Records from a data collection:
※

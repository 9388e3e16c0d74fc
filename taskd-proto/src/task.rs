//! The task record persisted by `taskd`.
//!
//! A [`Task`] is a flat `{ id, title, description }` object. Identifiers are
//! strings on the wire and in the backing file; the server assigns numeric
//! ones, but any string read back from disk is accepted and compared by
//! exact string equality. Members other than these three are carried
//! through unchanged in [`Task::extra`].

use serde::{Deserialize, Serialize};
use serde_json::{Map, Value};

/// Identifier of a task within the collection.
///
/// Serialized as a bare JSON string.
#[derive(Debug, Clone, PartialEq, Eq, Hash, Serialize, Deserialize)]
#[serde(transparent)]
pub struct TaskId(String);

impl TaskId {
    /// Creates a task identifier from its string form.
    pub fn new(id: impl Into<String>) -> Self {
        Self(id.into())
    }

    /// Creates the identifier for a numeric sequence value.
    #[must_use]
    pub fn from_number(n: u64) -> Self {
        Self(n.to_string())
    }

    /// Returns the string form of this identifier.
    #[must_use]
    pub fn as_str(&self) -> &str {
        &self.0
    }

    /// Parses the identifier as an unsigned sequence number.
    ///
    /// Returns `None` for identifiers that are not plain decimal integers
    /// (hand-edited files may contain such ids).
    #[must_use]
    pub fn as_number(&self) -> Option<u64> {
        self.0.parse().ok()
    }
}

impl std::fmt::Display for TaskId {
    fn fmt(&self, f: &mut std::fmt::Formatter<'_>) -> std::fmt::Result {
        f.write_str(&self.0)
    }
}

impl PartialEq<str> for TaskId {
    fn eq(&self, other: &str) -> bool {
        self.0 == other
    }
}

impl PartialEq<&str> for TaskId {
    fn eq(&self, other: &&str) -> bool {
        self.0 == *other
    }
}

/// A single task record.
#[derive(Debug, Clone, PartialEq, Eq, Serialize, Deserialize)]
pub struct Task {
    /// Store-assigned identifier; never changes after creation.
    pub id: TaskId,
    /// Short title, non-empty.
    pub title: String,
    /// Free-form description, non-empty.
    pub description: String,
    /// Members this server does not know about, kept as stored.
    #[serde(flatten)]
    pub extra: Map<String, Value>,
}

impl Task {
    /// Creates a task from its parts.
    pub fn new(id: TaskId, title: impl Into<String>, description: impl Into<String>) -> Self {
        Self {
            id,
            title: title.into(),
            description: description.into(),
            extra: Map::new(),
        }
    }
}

※

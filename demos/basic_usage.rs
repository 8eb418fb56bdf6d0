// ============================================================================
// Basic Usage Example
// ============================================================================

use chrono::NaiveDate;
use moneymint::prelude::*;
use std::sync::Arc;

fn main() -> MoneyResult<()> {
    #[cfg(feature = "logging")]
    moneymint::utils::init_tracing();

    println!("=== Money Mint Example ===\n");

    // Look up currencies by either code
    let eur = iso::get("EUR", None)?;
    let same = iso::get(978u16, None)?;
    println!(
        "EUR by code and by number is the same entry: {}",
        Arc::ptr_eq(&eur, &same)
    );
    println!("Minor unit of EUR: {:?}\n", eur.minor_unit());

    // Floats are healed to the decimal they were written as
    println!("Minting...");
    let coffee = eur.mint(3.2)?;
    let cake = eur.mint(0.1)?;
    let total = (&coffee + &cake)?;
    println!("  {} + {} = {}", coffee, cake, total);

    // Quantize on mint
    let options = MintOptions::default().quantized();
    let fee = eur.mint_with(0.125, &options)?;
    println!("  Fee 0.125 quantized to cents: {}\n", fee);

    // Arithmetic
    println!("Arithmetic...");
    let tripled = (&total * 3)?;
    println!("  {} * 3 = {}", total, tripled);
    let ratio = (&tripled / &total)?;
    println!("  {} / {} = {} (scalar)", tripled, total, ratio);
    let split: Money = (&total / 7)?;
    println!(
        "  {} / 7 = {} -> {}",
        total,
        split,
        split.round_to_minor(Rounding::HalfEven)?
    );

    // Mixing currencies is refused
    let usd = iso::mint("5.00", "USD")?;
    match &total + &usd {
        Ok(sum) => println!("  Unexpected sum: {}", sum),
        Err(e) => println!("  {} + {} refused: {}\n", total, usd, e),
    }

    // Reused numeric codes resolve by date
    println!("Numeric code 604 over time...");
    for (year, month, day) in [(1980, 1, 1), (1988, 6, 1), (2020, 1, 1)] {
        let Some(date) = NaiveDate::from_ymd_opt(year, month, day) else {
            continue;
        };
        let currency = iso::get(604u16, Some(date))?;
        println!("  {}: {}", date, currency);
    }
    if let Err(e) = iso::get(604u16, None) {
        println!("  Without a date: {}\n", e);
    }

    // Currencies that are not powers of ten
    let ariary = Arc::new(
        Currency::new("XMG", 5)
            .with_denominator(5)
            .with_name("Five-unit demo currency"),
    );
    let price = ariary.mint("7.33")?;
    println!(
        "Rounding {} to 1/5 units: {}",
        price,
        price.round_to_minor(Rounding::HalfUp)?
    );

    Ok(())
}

※

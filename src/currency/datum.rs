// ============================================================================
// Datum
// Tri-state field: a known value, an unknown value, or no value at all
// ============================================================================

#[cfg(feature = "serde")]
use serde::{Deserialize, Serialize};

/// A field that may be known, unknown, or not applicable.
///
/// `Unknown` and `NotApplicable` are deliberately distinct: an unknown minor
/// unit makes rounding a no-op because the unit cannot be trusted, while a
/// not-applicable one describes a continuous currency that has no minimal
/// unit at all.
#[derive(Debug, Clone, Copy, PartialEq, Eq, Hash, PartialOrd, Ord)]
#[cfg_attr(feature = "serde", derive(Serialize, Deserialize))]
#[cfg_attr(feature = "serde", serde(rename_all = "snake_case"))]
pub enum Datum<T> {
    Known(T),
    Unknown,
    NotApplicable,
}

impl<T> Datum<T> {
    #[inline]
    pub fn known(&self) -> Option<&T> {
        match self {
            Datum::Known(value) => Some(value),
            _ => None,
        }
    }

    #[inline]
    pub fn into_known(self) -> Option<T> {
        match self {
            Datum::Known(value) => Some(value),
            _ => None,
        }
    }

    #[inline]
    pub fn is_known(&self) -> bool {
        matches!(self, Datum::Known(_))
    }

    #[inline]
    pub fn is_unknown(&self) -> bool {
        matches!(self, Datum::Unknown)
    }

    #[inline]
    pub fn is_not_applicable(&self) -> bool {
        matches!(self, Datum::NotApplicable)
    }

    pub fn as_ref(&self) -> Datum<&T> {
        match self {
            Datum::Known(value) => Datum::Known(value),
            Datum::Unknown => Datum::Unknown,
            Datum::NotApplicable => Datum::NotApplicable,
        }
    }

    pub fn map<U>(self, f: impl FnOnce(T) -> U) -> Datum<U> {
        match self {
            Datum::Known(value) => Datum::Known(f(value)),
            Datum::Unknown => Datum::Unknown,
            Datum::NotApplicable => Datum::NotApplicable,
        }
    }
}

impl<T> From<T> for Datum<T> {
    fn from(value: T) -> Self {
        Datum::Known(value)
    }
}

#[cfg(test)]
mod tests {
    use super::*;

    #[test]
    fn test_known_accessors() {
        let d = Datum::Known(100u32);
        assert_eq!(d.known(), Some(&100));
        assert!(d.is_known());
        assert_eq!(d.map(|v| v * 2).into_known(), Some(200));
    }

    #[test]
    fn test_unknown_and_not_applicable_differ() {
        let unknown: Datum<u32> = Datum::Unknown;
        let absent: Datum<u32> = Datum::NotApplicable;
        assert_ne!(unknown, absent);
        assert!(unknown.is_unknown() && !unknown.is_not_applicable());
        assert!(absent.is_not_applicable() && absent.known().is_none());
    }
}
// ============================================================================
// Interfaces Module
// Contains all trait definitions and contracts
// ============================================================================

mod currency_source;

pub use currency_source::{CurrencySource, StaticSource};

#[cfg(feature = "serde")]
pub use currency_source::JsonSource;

※

*INSTRUCTIONS FOR THE TASK*: Copy all the lines from the data above that hold the word "absent".

*TASK ANSWER*:
        let absent: Datum<u32> = Datum::NotApplicable;
        assert_ne!(unknown, absent);
        assert!(absent.is_not_applicable() && absent.known().is_none());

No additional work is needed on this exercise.